AU TEMPS ET À L’ESPÉRANCE
Sans l’espérance, il est impossible de trouver l’inespéré.
HÉRACLITE D’ÉPHÈSE.
Celui qui chante au dieu un chant d’espérance, verra son vœu s’accomplir.
ESCHYLE D’ELEUSIS.
Le temps est le père des prodiges.
HARIRI DE BASRA.
I
L’épiphanie du feu
Stelio, le cœur ne vous tremble-t-il pas un peu, pour la première fois ? – demanda la Foscarina avec un faible sourire, en touchant la main de l’ami taciturne assis à son côté. – Je vous vois pâle et pensif.
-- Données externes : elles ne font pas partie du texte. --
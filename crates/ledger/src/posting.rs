//! Posting rules: how each ledger entry moves a wallet's balances.
//!
//! Rules are pure; stores apply them inside one transaction together with
//! the entry they produce.

use common::Money;

use crate::{Balances, LedgerError, Result, TransactionType};

/// A computed ledger entry and the balances it leads to.
#[derive(Debug, Clone, Copy, PartialEq, Eq)]
pub struct Posting {
    pub kind: TransactionType,
    /// Signed delta recorded on the entry.
    pub amount: Money,
    pub balance_before: Money,
    pub balance_after: Money,
    pub balances: Balances,
}

/// Locks commission in the pending bucket.
pub fn commission_created(balances: Balances, commission: Money) -> Posting {
    let pending = balances.pending + commission;
    Posting {
        kind: TransactionType::CommissionCreated,
        amount: commission,
        balance_before: balances.pending,
        balance_after: pending,
        balances: Balances {
            pending,
            available: balances.available,
        },
    }
}

/// Moves commission from pending to available.
///
/// Pending is floored at zero. The entry is recorded against the available
/// bucket, the one being credited.
pub fn commission_unlocked(balances: Balances, commission: Money) -> Posting {
    let available = balances.available + commission;
    Posting {
        kind: TransactionType::CommissionUnlocked,
        amount: commission,
        balance_before: balances.available,
        balance_after: available,
        balances: Balances {
            pending: (balances.pending - commission).floor_zero(),
            available,
        },
    }
}

/// Releases locked commission of a cancelled order.
///
/// Pending is floored at zero; the recorded amount is the delta actually
/// applied, `-commission` unless the floor was hit.
pub fn refund(balances: Balances, commission: Money) -> Posting {
    let pending = (balances.pending - commission).floor_zero();
    Posting {
        kind: TransactionType::Refund,
        amount: pending - balances.pending,
        balance_before: balances.pending,
        balance_after: pending,
        balances: Balances {
            pending,
            available: balances.available,
        },
    }
}

/// Debits an approved payout from the available bucket.
pub fn payout_processed(balances: Balances, amount: Money) -> Result<Posting> {
    if amount > balances.available {
        return Err(LedgerError::InsufficientBalance {
            requested: amount,
            available: balances.available,
        });
    }
    let available = balances.available - amount;
    Ok(Posting {
        kind: TransactionType::PayoutProcessed,
        amount: -amount,
        balance_before: balances.available,
        balance_after: available,
        balances: Balances {
            pending: balances.pending,
            available,
        },
    })
}

/// Applies an order-driven rule by kind.
pub fn order_posting(
    kind: TransactionType,
    balances: Balances,
    commission: Money,
) -> Result<Posting> {
    match kind {
        TransactionType::CommissionCreated => Ok(commission_created(balances, commission)),
        TransactionType::CommissionUnlocked => Ok(commission_unlocked(balances, commission)),
        TransactionType::Refund => Ok(refund(balances, commission)),
        TransactionType::PayoutProcessed => Err(LedgerError::Validation(
            "payouts are not posted from order events".to_string(),
        )),
    }
}

/// Whether an order event should be posted given the entries already
/// recorded for that order on the wallet.
#[derive(Debug, Clone, Copy, PartialEq, Eq)]
pub enum PostingDecision {
    Apply,
    /// The same entry already exists; the event is a redelivery.
    Duplicate,
    /// A later stage of the order was already posted.
    Superseded(TransactionType),
    /// A refund for an order whose commission was never locked.
    NothingLocked,
}

pub fn decide(kind: TransactionType, prior: &[TransactionType]) -> PostingDecision {
    if prior.contains(&kind) {
        return PostingDecision::Duplicate;
    }
    let later: &[TransactionType] = match kind {
        TransactionType::CommissionCreated => {
            &[TransactionType::CommissionUnlocked, TransactionType::Refund]
        }
        TransactionType::CommissionUnlocked => &[TransactionType::Refund],
        TransactionType::Refund => &[TransactionType::CommissionUnlocked],
        TransactionType::PayoutProcessed => &[],
    };
    if let Some(by) = later.iter().find(|k| prior.contains(k)) {
        return PostingDecision::Superseded(*by);
    }
    if kind == TransactionType::Refund && !prior.contains(&TransactionType::CommissionCreated) {
        return PostingDecision::NothingLocked;
    }
    PostingDecision::Apply
}

/// Replays a wallet's entries, oldest first, and returns the balances they imply.
pub fn replay(entries: impl IntoIterator<Item = (TransactionType, Money)>) -> Balances {
    entries
        .into_iter()
        .fold(Balances::default(), |balances, (kind, amount)| match kind {
            TransactionType::CommissionCreated => Balances {
                pending: balances.pending + amount,
                ..balances
            },
            TransactionType::CommissionUnlocked => Balances {
                pending: (balances.pending - amount).floor_zero(),
                available: balances.available + amount,
            },
            TransactionType::Refund => Balances {
                pending: balances.pending + amount,
                ..balances
            },
            TransactionType::PayoutProcessed => Balances {
                available: balances.available + amount,
                ..balances
            },
        })
}

#[cfg(test)]
mod tests {
    use super::*;

    fn balances(pending: i64, available: i64) -> Balances {
        Balances {
            pending: Money::from_units(pending),
            available: Money::from_units(available),
        }
    }

    #[test]
    fn test_entries_balance_before_plus_amount() {
        let start = balances(30, 70);
        let postings = [
            commission_created(start, Money::from_units(100)),
            commission_unlocked(start, Money::from_units(100)),
            refund(start, Money::from_units(100)),
            payout_processed(start, Money::from_units(70)).unwrap(),
        ];
        for posting in postings {
            assert_eq!(
                posting.balance_before + posting.amount,
                posting.balance_after,
                "{:?}",
                posting.kind
            );
        }
    }

    #[test]
    fn test_unlock_moves_pending_to_available() {
        let posting = commission_unlocked(balances(100, 0), Money::from_units(100));
        assert_eq!(posting.balances, balances(0, 100));
        assert_eq!(posting.balance_before, Money::zero());
        assert_eq!(posting.balance_after, Money::from_units(100));
    }

    #[test]
    fn test_unlock_floors_pending_at_zero() {
        let posting = commission_unlocked(balances(40, 0), Money::from_units(100));
        assert_eq!(posting.balances, balances(0, 100));
    }

    #[test]
    fn test_refund_is_negative_commission() {
        let posting = refund(balances(100, 5), Money::from_units(100));
        assert_eq!(posting.amount, -Money::from_units(100));
        assert_eq!(posting.balances, balances(0, 5));
    }

    #[test]
    fn test_refund_records_only_applied_delta_at_floor() {
        let posting = refund(balances(30, 0), Money::from_units(100));
        assert_eq!(posting.amount, -Money::from_units(30));
        assert_eq!(posting.balances.pending, Money::zero());
    }

    #[test]
    fn test_payout_cannot_overdraw() {
        let result = payout_processed(balances(500, 99), Money::from_units(100));
        assert!(matches!(result, Err(LedgerError::InsufficientBalance { .. })));

        let posting = payout_processed(balances(0, 100), Money::from_units(100)).unwrap();
        assert_eq!(posting.amount, -Money::from_units(100));
        assert_eq!(posting.balances.available, Money::zero());
    }

    #[test]
    fn test_decide() {
        use TransactionType::*;
        assert_eq!(decide(CommissionCreated, &[]), PostingDecision::Apply);
        assert_eq!(
            decide(CommissionCreated, &[CommissionCreated]),
            PostingDecision::Duplicate
        );
        assert_eq!(
            decide(CommissionUnlocked, &[CommissionCreated]),
            PostingDecision::Apply
        );
        assert_eq!(
            decide(CommissionCreated, &[CommissionUnlocked]),
            PostingDecision::Superseded(CommissionUnlocked)
        );
        assert_eq!(
            decide(Refund, &[CommissionCreated, CommissionUnlocked]),
            PostingDecision::Superseded(CommissionUnlocked)
        );
        assert_eq!(decide(CommissionUnlocked, &[]), PostingDecision::Apply);
        assert_eq!(decide(Refund, &[]), PostingDecision::NothingLocked);
        assert_eq!(decide(Refund, &[CommissionCreated]), PostingDecision::Apply);
    }

    #[test]
    fn test_pending_never_negative_under_any_sequence() {
        let commission = Money::from_units(100);
        let steps: [fn(Balances, Money) -> Posting; 3] =
            [commission_created, commission_unlocked, refund];

        // Every sequence of up to four steps, duplicates included.
        for a in 0..3 {
            for b in 0..3 {
                for c in 0..3 {
                    for d in 0..3 {
                        let mut current = Balances::default();
                        for step in [a, b, c, d] {
                            current = steps[step](current, commission).balances;
                            assert!(!current.pending.is_negative());
                            assert!(!current.available.is_negative());
                        }
                    }
                }
            }
        }
    }

    #[test]
    fn test_replay_matches_applied_postings() {
        let mut current = Balances::default();
        let mut entries = Vec::new();
        let postings: [fn(Balances) -> Posting; 4] = [
            |b| commission_created(b, Money::from_units(100)),
            |b| commission_created(b, Money::from_units(40)),
            |b| commission_unlocked(b, Money::from_units(100)),
            |b| refund(b, Money::from_units(60)),
        ];
        for posting in postings {
            let posting = posting(current);
            entries.push((posting.kind, posting.amount));
            current = posting.balances;
        }

        assert_eq!(replay(entries), current);
        assert_eq!(current, balances(0, 100));
    }
}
Quel beau soir de triomphe pour un grand poète !
D’un regard, divinement, elle recueillit dans ses yeux experts toute la beauté répandue parmi ce dernier crépuscule de septembre, si bien qu’en leur vivant ciel brun les guirlandes de lumière créées sur l’eau par la rame environnèrent les hauts anges d’or qui resplendissaient au loin sur les campaniles de San-Marco et de San-Giorgio-Maggiore.
– Comme toujours, – continua-t-elle, de sa plus douce voix, – comme toujours, tout vous est favorable. Un soir comme celui-ci, quelle âme pourrait demeurer close aux rêves qu’il vous plaira d’évoquer par la parole ? Ne sentez-vous pas déjà que la foule est disposée à recevoir votre révélation ?
Ainsi caressait-elle son ami, délicatement ; ainsi se plaisait-elle à l’exalter par une louange incessante.
– Il n’était pas possible d’imaginer une fête plus magnifique et plus insolite pour tirer de sa tour d’ivoire un poète dédaigneux tel que vous l’êtes. À vous seul était réservée cette joie : de communiquer pour la première fois avec la multitude en un lieu souverain comme la Salle du Grand Conseil, du haut de l’estrade où jadis le Doge haranguait l’assemblée des patriciens, ayant le Paradis du Tintoret pour fond et sur votre tête la Gloire du Véronèse.
Stelio Effrena la regarda dans les prunelles.
– Vous voulez m’enivrer, – dit-il avec un rire soudain. – C’est la coupe que l’on offre à celui qui s’achemine vers le dernier supplice. Eh bien, mon amie, cela est vrai : je vous confesse que mon cœur tremble un peu.
Le bruit d’une acclamation s’éleva du Traghetto-di-San-Gregorio, résonna dans le Grand Canal, se répercuta sur les disques de porphyre et de serpentin qui ornent le palais des Dario, incliné comme une courtisane décrépite sous la pompe de ses colliers.
La barque royale passait.
– Voilà celle de vos auditrices que l’étiquette vous prescrit d’enguirlander dans l’exorde, – dit la femme ingénieuse à flatter, faisant allusion à la Reine. – Vous avez, je crois, dans un de vos premiers livres, confessé votre respect et votre goût pour le Cérémonial. Une de vos imaginations les plus extraordinaires est celle qui a pour motif une journée de Charles II, roi d’Espagne.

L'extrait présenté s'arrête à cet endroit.